▶ INFORMATION SUPPLIED
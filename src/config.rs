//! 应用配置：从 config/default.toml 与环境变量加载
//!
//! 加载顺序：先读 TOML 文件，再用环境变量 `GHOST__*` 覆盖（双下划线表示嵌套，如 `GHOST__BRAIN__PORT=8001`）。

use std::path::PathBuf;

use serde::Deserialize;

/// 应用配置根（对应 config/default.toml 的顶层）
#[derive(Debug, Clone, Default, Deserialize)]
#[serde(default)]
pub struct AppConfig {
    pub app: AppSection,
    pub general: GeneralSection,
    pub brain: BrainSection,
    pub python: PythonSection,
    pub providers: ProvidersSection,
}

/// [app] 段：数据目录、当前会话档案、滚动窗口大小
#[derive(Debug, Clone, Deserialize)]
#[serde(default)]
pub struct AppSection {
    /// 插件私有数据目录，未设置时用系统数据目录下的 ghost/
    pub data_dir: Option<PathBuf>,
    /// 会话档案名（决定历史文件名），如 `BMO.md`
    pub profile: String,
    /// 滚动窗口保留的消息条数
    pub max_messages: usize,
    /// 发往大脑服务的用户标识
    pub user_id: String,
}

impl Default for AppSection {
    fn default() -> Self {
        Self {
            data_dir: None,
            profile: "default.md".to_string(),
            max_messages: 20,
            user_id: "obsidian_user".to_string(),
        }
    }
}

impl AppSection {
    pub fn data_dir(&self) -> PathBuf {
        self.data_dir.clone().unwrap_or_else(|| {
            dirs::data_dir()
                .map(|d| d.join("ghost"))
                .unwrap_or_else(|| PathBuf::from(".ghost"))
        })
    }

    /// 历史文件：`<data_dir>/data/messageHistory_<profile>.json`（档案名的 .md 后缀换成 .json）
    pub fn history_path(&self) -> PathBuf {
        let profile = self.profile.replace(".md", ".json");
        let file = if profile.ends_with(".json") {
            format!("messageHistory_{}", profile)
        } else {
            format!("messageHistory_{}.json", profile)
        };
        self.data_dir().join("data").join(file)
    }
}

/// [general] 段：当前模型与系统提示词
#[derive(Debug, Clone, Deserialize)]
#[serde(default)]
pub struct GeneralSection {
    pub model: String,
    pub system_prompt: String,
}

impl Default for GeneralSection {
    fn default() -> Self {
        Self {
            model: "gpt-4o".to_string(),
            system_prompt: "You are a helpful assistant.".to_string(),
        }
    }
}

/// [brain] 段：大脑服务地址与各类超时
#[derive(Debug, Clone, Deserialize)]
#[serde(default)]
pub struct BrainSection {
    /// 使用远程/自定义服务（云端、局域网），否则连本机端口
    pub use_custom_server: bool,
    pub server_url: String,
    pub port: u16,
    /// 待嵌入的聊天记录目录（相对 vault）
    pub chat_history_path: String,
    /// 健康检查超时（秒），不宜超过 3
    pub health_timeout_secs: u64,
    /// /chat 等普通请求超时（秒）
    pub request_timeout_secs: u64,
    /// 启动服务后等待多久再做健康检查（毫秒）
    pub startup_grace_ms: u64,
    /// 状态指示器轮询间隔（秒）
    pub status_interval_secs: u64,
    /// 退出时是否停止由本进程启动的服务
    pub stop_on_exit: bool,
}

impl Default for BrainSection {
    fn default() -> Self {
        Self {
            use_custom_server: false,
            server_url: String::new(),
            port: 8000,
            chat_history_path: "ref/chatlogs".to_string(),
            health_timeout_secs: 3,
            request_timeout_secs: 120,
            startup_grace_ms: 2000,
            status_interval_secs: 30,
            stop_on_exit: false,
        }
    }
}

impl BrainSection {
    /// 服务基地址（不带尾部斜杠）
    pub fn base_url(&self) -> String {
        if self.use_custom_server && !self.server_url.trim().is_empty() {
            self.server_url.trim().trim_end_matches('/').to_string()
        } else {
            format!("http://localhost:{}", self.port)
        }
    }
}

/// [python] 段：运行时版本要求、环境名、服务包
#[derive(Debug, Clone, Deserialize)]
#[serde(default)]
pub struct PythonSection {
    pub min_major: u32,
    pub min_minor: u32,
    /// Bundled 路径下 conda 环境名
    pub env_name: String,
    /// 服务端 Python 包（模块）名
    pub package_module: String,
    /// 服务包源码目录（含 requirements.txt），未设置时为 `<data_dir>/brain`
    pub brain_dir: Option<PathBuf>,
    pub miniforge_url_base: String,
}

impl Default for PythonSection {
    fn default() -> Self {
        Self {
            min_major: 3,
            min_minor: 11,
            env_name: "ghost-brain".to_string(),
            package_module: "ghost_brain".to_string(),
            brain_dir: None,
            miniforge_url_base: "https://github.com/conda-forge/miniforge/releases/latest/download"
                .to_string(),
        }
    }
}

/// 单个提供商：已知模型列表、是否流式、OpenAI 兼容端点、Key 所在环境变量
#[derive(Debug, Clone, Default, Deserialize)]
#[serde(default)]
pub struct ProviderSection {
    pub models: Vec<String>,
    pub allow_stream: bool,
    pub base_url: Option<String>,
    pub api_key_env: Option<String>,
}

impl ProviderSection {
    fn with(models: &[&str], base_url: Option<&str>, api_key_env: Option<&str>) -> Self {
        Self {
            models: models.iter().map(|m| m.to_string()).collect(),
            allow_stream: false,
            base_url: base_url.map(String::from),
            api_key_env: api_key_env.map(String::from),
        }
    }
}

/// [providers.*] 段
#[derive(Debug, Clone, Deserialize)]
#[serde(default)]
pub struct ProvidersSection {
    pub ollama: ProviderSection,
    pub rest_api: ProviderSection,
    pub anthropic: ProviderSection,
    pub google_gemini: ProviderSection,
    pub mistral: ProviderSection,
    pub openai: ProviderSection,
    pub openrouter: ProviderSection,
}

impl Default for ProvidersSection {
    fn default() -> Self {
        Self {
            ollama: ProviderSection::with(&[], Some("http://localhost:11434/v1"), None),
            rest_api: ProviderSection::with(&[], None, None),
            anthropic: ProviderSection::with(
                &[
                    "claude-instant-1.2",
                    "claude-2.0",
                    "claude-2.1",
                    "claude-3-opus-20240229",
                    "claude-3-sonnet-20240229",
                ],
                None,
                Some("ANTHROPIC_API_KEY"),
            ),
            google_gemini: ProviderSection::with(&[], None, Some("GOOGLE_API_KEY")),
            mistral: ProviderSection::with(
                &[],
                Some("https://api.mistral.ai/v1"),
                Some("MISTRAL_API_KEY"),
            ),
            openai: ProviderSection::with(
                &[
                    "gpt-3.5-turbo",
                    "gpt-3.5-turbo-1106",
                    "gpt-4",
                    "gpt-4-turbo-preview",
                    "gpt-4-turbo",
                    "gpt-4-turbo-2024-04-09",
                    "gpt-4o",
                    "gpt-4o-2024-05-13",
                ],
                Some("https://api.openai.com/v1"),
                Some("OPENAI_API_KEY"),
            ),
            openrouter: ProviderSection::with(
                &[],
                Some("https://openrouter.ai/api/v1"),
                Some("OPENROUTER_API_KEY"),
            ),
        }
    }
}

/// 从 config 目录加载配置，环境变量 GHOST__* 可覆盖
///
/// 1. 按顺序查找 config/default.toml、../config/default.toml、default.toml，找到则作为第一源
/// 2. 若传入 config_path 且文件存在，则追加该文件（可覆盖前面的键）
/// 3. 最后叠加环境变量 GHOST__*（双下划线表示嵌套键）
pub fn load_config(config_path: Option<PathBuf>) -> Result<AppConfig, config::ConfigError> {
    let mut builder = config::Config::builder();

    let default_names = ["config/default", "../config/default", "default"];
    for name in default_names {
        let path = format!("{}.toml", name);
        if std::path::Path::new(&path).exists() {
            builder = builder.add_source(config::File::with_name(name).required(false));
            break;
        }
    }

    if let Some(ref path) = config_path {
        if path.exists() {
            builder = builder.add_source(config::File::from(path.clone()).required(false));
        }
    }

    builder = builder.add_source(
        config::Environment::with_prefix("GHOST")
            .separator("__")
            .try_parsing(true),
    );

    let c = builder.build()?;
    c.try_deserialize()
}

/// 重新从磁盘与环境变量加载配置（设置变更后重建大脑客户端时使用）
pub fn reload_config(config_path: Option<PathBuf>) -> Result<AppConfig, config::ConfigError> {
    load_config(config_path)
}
---
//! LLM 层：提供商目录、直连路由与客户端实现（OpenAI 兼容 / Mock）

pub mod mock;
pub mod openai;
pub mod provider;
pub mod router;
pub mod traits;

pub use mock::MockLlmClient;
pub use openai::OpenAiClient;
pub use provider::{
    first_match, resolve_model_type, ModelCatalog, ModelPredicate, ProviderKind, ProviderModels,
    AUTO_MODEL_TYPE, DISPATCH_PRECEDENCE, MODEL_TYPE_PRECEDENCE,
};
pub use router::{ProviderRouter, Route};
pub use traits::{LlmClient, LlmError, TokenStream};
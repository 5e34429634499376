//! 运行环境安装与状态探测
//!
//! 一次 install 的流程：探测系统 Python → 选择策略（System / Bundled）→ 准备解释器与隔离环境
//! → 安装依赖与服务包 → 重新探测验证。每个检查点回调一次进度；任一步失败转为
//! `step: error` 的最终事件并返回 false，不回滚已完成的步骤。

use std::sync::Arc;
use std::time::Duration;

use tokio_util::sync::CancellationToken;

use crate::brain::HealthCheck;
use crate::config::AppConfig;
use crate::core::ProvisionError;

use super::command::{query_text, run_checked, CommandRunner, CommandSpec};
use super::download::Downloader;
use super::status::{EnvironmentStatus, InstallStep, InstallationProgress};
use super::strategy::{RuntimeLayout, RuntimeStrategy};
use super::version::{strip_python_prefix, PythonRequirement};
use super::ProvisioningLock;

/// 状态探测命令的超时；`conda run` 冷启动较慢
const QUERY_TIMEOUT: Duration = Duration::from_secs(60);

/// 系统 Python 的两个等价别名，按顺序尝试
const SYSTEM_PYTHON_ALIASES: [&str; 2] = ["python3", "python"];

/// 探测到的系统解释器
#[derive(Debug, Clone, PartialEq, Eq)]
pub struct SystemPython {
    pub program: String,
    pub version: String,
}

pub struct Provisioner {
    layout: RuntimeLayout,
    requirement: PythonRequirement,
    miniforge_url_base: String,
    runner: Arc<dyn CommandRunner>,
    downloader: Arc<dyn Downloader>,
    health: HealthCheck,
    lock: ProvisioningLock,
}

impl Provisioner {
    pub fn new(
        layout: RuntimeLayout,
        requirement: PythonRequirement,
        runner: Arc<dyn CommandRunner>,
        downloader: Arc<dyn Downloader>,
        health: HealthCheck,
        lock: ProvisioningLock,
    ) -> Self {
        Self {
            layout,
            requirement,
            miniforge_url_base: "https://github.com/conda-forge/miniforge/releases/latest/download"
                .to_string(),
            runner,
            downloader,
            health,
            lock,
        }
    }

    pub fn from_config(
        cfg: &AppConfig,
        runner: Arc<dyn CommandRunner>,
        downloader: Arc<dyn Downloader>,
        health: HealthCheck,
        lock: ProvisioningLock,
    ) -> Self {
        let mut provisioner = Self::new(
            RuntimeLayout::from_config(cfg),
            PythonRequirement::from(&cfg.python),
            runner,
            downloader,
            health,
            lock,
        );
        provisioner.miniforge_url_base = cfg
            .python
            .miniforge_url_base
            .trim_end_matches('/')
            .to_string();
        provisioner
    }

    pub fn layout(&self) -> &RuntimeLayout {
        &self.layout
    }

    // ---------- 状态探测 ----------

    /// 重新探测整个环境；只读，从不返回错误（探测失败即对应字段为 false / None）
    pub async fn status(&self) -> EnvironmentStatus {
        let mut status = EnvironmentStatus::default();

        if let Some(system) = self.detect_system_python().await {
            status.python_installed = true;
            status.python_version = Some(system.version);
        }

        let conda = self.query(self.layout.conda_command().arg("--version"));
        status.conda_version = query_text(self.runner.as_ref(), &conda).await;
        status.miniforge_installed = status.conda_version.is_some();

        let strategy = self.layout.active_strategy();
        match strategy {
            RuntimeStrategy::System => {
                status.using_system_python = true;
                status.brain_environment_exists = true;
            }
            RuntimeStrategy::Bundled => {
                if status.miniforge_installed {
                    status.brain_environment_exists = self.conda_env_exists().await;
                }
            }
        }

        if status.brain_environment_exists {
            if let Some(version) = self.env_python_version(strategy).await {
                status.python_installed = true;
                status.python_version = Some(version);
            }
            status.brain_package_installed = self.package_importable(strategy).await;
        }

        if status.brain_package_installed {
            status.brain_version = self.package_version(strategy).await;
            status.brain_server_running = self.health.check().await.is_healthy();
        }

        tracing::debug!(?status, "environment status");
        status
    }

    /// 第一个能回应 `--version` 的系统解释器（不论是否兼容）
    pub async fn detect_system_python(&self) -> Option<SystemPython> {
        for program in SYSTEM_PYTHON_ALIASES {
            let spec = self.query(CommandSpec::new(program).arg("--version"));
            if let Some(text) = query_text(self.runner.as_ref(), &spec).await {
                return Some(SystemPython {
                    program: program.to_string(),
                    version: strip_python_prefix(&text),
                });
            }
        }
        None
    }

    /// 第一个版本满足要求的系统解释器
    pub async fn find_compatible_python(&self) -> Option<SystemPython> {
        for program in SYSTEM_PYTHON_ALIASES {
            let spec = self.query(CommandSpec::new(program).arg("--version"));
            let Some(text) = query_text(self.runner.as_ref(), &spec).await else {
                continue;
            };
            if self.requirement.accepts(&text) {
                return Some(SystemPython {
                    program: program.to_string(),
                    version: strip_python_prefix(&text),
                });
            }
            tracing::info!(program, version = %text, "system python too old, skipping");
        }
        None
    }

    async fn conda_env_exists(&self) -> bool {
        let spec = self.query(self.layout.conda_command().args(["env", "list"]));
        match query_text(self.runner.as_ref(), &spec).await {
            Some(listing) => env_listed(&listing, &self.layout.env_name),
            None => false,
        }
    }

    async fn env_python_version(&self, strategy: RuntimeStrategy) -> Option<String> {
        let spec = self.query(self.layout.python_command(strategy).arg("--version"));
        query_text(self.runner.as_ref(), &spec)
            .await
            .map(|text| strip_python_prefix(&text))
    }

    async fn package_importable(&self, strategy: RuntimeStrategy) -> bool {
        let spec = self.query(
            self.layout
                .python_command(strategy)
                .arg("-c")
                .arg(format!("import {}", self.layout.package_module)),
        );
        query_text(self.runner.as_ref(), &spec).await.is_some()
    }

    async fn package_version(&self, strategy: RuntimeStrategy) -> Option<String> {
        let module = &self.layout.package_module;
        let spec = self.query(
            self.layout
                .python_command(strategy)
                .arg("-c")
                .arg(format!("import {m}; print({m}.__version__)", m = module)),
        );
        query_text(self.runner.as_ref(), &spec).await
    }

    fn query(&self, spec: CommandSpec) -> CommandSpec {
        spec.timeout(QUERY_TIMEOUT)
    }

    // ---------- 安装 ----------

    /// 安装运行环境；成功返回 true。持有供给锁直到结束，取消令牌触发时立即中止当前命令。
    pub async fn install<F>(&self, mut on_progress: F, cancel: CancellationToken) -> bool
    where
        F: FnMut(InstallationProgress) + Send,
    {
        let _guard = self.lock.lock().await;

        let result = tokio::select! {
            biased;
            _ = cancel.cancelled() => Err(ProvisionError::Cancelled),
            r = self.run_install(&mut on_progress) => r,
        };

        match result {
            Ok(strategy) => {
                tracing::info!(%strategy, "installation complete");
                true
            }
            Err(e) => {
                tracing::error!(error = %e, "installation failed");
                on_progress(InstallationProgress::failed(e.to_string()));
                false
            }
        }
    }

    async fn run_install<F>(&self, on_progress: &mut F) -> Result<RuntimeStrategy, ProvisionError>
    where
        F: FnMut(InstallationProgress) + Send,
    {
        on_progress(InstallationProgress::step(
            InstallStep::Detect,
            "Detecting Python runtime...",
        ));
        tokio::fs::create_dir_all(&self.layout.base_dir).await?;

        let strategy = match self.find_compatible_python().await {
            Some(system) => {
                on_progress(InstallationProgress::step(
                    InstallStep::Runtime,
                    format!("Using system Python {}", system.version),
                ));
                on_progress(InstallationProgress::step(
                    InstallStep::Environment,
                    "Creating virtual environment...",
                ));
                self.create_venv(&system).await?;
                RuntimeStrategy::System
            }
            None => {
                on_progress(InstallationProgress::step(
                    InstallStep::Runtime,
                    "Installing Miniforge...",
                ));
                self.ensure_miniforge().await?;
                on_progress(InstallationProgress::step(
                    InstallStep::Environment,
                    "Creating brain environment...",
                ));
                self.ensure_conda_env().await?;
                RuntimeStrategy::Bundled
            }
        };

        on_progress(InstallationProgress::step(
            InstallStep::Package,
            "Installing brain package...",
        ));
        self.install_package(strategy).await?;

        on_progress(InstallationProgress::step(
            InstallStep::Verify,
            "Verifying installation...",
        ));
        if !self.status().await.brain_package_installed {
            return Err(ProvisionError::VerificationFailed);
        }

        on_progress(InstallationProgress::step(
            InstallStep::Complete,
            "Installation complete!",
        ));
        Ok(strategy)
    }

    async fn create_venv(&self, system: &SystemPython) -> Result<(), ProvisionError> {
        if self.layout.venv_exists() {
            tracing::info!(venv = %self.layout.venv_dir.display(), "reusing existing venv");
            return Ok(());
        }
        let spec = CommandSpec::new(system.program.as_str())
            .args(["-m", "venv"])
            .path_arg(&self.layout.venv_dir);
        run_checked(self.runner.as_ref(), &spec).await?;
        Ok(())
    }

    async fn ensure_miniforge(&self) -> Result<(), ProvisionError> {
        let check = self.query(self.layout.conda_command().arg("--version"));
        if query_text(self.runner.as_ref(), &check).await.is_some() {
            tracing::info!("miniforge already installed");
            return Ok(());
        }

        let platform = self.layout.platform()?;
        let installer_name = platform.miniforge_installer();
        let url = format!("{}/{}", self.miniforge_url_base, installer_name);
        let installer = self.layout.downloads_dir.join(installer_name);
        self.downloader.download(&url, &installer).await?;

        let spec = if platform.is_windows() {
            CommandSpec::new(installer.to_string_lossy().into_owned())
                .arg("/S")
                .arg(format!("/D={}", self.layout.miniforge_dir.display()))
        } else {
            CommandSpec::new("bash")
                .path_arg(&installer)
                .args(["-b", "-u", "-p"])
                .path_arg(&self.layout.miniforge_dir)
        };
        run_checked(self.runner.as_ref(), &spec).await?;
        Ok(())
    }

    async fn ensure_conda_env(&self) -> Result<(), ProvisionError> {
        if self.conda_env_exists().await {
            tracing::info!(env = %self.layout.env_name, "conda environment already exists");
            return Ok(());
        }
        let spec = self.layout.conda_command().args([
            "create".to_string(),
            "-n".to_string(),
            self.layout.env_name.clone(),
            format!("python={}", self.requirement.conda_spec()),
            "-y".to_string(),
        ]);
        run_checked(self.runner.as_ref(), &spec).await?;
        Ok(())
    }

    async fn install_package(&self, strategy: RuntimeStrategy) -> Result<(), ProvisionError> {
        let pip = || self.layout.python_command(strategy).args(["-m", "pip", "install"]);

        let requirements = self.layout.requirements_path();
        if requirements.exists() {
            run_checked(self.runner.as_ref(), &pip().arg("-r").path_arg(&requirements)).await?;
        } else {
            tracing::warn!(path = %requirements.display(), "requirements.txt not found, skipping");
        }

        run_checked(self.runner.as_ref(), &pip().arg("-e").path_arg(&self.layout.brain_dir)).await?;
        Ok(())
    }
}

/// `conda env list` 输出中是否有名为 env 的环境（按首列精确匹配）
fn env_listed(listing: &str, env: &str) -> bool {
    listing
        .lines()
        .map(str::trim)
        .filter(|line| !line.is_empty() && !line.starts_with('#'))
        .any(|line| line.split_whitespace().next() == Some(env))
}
--
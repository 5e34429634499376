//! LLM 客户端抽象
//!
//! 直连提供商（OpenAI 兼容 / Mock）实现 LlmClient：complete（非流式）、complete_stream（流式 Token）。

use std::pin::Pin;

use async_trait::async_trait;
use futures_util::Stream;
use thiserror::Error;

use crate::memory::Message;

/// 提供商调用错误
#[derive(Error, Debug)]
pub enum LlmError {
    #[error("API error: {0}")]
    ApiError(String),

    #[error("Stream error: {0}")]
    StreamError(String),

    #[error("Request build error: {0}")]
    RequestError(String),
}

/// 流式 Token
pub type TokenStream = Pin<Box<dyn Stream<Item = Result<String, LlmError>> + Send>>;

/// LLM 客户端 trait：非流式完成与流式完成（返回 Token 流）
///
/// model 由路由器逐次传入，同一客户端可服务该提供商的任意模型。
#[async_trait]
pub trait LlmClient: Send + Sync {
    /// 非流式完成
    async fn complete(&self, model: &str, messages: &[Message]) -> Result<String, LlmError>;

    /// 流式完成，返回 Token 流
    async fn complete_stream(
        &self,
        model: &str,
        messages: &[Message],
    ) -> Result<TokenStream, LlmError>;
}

▶ WORK REQUEST
Determine how many lines of the data above contain the string "SystemPython", and give the result with nothing else.

▶ RESPONSE BELOW
6